Photosynthesis removes CO2, but plants also produce it. Like all living organisms, plants respire around the clock, breaking down sugars for energy and releasing carbon dioxide in the process. Between 20% and 80% of the carbon a plant fixes through photosynthesis gets released again through its own respiration. The wide range reflects differences between species, growth stages, and environmental conditions.

What matters for the atmosphere is the net balance. During active growing seasons, healthy plants fix far more carbon than they release, creating a net carbon sink. This is why atmospheric CO2 measurements show a seasonal sawtooth pattern: concentrations dip each Northern Hemisphere summer as forests and crops photosynthesize intensely, then rise again in winter when growth slows and decomposition continues.

The Ocean’s Invisible Contribution

Land plants get most of the attention, but microscopic ocean organisms called phytoplankton are responsible for roughly 40% of all carbon fixation on Earth. These single-celled organisms collectively fix 30 to 50 billion metric tons of carbon per year despite making up only 1 to 2% of total global plant biomass. Their small size, rapid reproduction, and access to dissolved CO2 in seawater make them extraordinarily productive per unit of biomass.

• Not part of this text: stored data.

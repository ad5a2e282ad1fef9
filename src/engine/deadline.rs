use chrono::{DateTime, Utc};

use crate::models::Exercise;

/// Whether the exercise's deadline is already behind `now`.
///
/// Exercises without a deadline never expire.
pub fn has_passed(exercise: &Exercise, now: DateTime<Utc>) -> bool {
    exercise.deadline.is_some_and(|deadline| deadline < now)
}
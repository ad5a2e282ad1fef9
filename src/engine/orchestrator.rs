use chrono::Utc;
use tracing::{error, warn};

use super::classify::classify;
use super::deadline::has_passed;
use super::printer::ResultPrinter;
use super::{GradingService, SubmitError};
use crate::console::{Console, Tone};
use crate::models::{Exercise, FeedbackRequest, SubmissionStatus};

/// Feedback questions captured from one exercise's submission.
#[derive(Debug, Clone, PartialEq, Eq)]
pub struct PendingFeedback {
    pub exercise: String,
    pub request: FeedbackRequest,
}

/// Submit exercises one at a time, in order.
///
/// Each graded exercise is flagged attempted, and completed when it passed. The
/// batch stops at the first exercise whose deadline has passed, whose upload
/// fails, or whose status cannot be classified; exercises before it keep their
/// flags and nothing after it is submitted.
pub async fn submit_batch<S, C>(
    service: &S,
    console: &C,
    printer: &mut ResultPrinter,
    exercises: &mut [Exercise],
) -> Result<Vec<PendingFeedback>, SubmitError>
where
    S: GradingService,
    C: Console,
{
    let is_only_exercise = exercises.len() == 1;
    let mut feedback = Vec::new();

    for exercise in exercises.iter_mut() {
        console.highlight(&format!("Submitting: {}", exercise.name), Tone::Notice);

        let now = Utc::now();
        if has_passed(exercise, now) {
            warn!("Tried to submit exercise {} after deadline.", exercise.name);
            let err = SubmitError::DeadlinePassed {
                exercise: exercise.name.clone(),
                deadline: exercise.deadline.unwrap_or(now),
            };
            console.error(&err.to_string());
            return Err(err);
        }

        let raw = match service.submit_exercise(exercise).await {
            Ok(raw) => raw,
            Err(source) => {
                error!("Submitting {} failed: {}", exercise.name, source);
                console.error("Submission failed.");
                console.error(&source.to_string());
                if !is_only_exercise {
                    console.error("Try to submit exercises one by one.");
                }
                return Err(SubmitError::Transport {
                    exercise: exercise.name.clone(),
                    source,
                });
            }
        };

        let result = classify(raw).map_err(|status| {
            let err = SubmitError::UnknownStatus {
                exercise: exercise.name.clone(),
                status,
            };
            console.error(&err.to_string());
            err
        })?;

        printer.print_submission_result(console, &result);

        exercise.attempted = true;
        if result.status == SubmissionStatus::Ok {
            exercise.completed = true;
        }

        if let Some(request) = result.feedback {
            feedback.push(PendingFeedback {
                exercise: exercise.name.clone(),
                request,
            });
        }
        console.blank();
    }

    if !is_only_exercise {
        printer.print_total_exercise_results(console);
    }

    Ok(feedback)
}
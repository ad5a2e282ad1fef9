use tracing::warn;

use super::GradingService;
use crate::client::ClientError;
use crate::console::Console;
use crate::models::{CourseInfo, Exercise};

/// What a synchronization pass changed.
#[derive(Debug, Clone, Default, PartialEq, Eq)]
pub struct SyncReport {
    /// Submitted exercises whose records were replaced with the server's.
    pub updated: Vec<String>,
    /// Submitted exercises the server no longer lists. Their local records are kept.
    pub missing: Vec<String>,
}

/// Reconcile the submitted exercises with the server's exercise list.
///
/// Only exercises in `submitted` are touched: each is replaced by the server's
/// record, and dropped from the locally-completed set once the server confirms it
/// completed. An exercise the server no longer lists is reported and left alone,
/// since a missing entry does not prove the exercise was deleted. When the fetch
/// fails, `info` is not modified at all.
pub async fn update_course_info<S, C>(
    service: &S,
    console: &C,
    info: &mut CourseInfo,
    submitted: &[Exercise],
) -> Result<SyncReport, ClientError>
where
    S: GradingService,
    C: Console,
{
    let server = match service.fetch_course_exercises(&info.course).await {
        Ok(exercises) => exercises,
        Err(e) => {
            warn!("Fetching exercises of {} failed: {}", info.course_name(), e);
            console.error(&format!(
                "Failed to update config file for course {}",
                info.course_name()
            ));
            return Err(e);
        }
    };

    let mut report = SyncReport::default();
    for exercise in submitted {
        let Some(updated) = server.iter().find(|e| e.name == exercise.name) else {
            console.error(&format!(
                "Failed to update config file for exercise {}. \
                 The exercise doesn't exist in server anymore.",
                exercise.name
            ));
            report.missing.push(exercise.name.clone());
            continue;
        };

        if updated.completed {
            info.local_completed_exercises.remove(&updated.name);
        }
        info.replace_old_exercise(updated.clone());
        report.updated.push(updated.name.clone());
    }

    Ok(report)
}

There’s a catch, however. Without a continuous supply of nutrients from outside the ocean (river runoff, upwelling from deep water, atmospheric dust), open-ocean phytoplankton photosynthesis does not function as a significant long-term sink for excess atmospheric CO2. The carbon they fix tends to cycle back to the atmosphere relatively quickly as organisms die and decompose.

Why More CO2 Doesn’t Mean More Removal

You might expect that rising atmospheric CO2 would turbocharge photosynthesis, with plants simply growing faster and pulling more carbon out of the air. For a while, this happened. The so-called CO2 fertilization effect did boost global plant growth in recent decades. But satellite and ground-based measurements from 1982 to 2015 show that this effect has been declining across most of the world’s land surface.

The reason is that CO2 is only one ingredient plants need. As carbon dioxide rises, other resources become the bottleneck. Soil nitrogen and phosphorus, both essential for building proteins and DNA, limit how much extra growth plants can achieve. Water availability matters even more. In arid and semi-arid regions, the fertilization effect weakens or disappears entirely when precipitation drops. Grassland experiments have shown that the CO2 growth benefit can be completely negated when spring rainfall falls too low.

This declining trend has real implications for climate projections. If plants become less effective at absorbing extra CO2 over time, the atmosphere retains more of what human activity emits, and warming accelerates faster than many current models predict. Research published in Science found that carbon cycle models substantially underestimate how much the fertilization effect has already weakened, suggesting that the natural system’s ability to buffer rising emissions is smaller than previously assumed.

How Much Carbon Photosynthesis Actually Removes

Net primary productivity, or the total amount of carbon plants fix minus what they lose to their own respiration, is the key metric for understanding how much CO2 photosynthesis truly pulls from the atmosphere. It represents the carbon that actually gets built into leaves, wood, roots, and other plant tissue rather than being immediately recycled back to the air.

This number is enormous but not unlimited. Estimates suggest humans already appropriate a significant fraction of the planet’s total net primary productivity for food, fiber, fuel, and land use. One analysis concluded that only about 10% of retrievable terrestrial productivity remained available for future human demands. Even under the most optimistic scenarios, no more than 12% of current oil and gas consumption could be replaced with plant-based bioenergy. The planet’s photosynthetic machinery is powerful, but it operates within hard physical and chemical limits that no amount of rising CO2 can override on its own.